• EXERCISE PROMPT:
Every record needs to be restated word for word.

* * *

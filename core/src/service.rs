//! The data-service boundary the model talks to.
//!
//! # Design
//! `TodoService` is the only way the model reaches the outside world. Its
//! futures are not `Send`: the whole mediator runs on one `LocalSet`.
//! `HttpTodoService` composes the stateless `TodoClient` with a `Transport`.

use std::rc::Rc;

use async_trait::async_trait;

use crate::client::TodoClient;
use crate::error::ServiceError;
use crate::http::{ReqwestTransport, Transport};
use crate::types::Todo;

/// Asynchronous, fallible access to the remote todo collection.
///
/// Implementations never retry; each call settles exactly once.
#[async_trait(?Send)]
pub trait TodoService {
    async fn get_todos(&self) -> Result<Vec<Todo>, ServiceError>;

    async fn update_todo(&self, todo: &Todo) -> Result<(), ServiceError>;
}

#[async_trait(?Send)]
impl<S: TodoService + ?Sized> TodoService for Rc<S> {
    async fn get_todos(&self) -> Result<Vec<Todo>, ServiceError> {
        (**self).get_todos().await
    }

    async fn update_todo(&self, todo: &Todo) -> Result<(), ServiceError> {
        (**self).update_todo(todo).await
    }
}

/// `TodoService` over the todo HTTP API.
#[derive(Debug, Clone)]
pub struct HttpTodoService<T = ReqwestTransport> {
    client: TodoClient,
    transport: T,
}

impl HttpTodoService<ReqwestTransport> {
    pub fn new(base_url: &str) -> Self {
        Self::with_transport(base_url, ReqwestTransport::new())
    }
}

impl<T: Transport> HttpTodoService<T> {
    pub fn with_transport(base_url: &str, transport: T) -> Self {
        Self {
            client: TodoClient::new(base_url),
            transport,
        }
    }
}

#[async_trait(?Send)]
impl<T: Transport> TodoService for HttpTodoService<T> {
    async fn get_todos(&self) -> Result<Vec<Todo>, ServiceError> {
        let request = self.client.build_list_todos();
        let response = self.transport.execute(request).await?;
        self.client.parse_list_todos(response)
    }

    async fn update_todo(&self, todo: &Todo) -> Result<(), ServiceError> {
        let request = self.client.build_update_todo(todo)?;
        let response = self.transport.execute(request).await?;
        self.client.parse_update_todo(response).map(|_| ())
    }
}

* * *

• RESPONSE AREA:
filename core/src/service.rs
//! The data-service boundary the model talks to.
//!
//! # Design
//! `TodoService` is the only way the model reaches the outside world. Its
//! futures are not `Send`: the whole mediator runs on one `LocalSet`.
//! `HttpTodoService` composes the stateless `TodoClient` with a `Transport`.

use std::rc::Rc;

use async_trait::async_trait;

use crate::client::TodoClient;
use crate::error::ServiceError;
use crate::http::{ReqwestTransport, Transport};
use crate::types::Todo;

/// Asynchronous, fallible access to the remote todo collection.
///
/// Implementations never retry; each call settles exactly once.
#[async_trait(?Send)]
pub trait TodoService {
    async fn get_todos(&self) -> Result<Vec<Todo>, ServiceError>;

    async fn update_todo(&self, todo: &Todo) -> Result<(), ServiceError>;
}

#[async_trait(?Send)]
impl<S: TodoService + ?Sized> TodoService for Rc<S> {
    async fn get_todos(&self) -> Result<Vec<Todo>, ServiceError> {
        (**self).get_todos().await
    }

    async fn update_todo(&self, todo: &Todo) -> Result<(), ServiceError> {
        (**self).update_todo(todo).await
    }
}

/// `TodoService` over the todo HTTP API.
#[derive(Debug, Clone)]
pub struct HttpTodoService<T = ReqwestTransport> {
    client: TodoClient,
    transport: T,
}

impl HttpTodoService<ReqwestTransport> {
    pub fn new(base_url: &str) -> Self {
        Self::with_transport(base_url, ReqwestTransport::new())
    }
}

impl<T: Transport> HttpTodoService<T> {
    pub fn with_transport(base_url: &str, transport: T) -> Self {
        Self {
            client: TodoClient::new(base_url),
            transport,
        }
    }
}

#[async_trait(?Send)]
impl<T: Transport> TodoService for HttpTodoService<T> {
    async fn get_todos(&self) -> Result<Vec<Todo>, ServiceError> {
        let request = self.client.build_list_todos();
        let response = self.transport.execute(request).await?;
        self.client.parse_list_todos(response)
    }

    async fn update_todo(&self, todo: &Todo) -> Result<(), ServiceError> {
        let request = self.client.build_update_todo(todo)?;
        let response = self.transport.execute(request).await?;
        self.client.parse_update_todo(response).map(|_| ())
    }
}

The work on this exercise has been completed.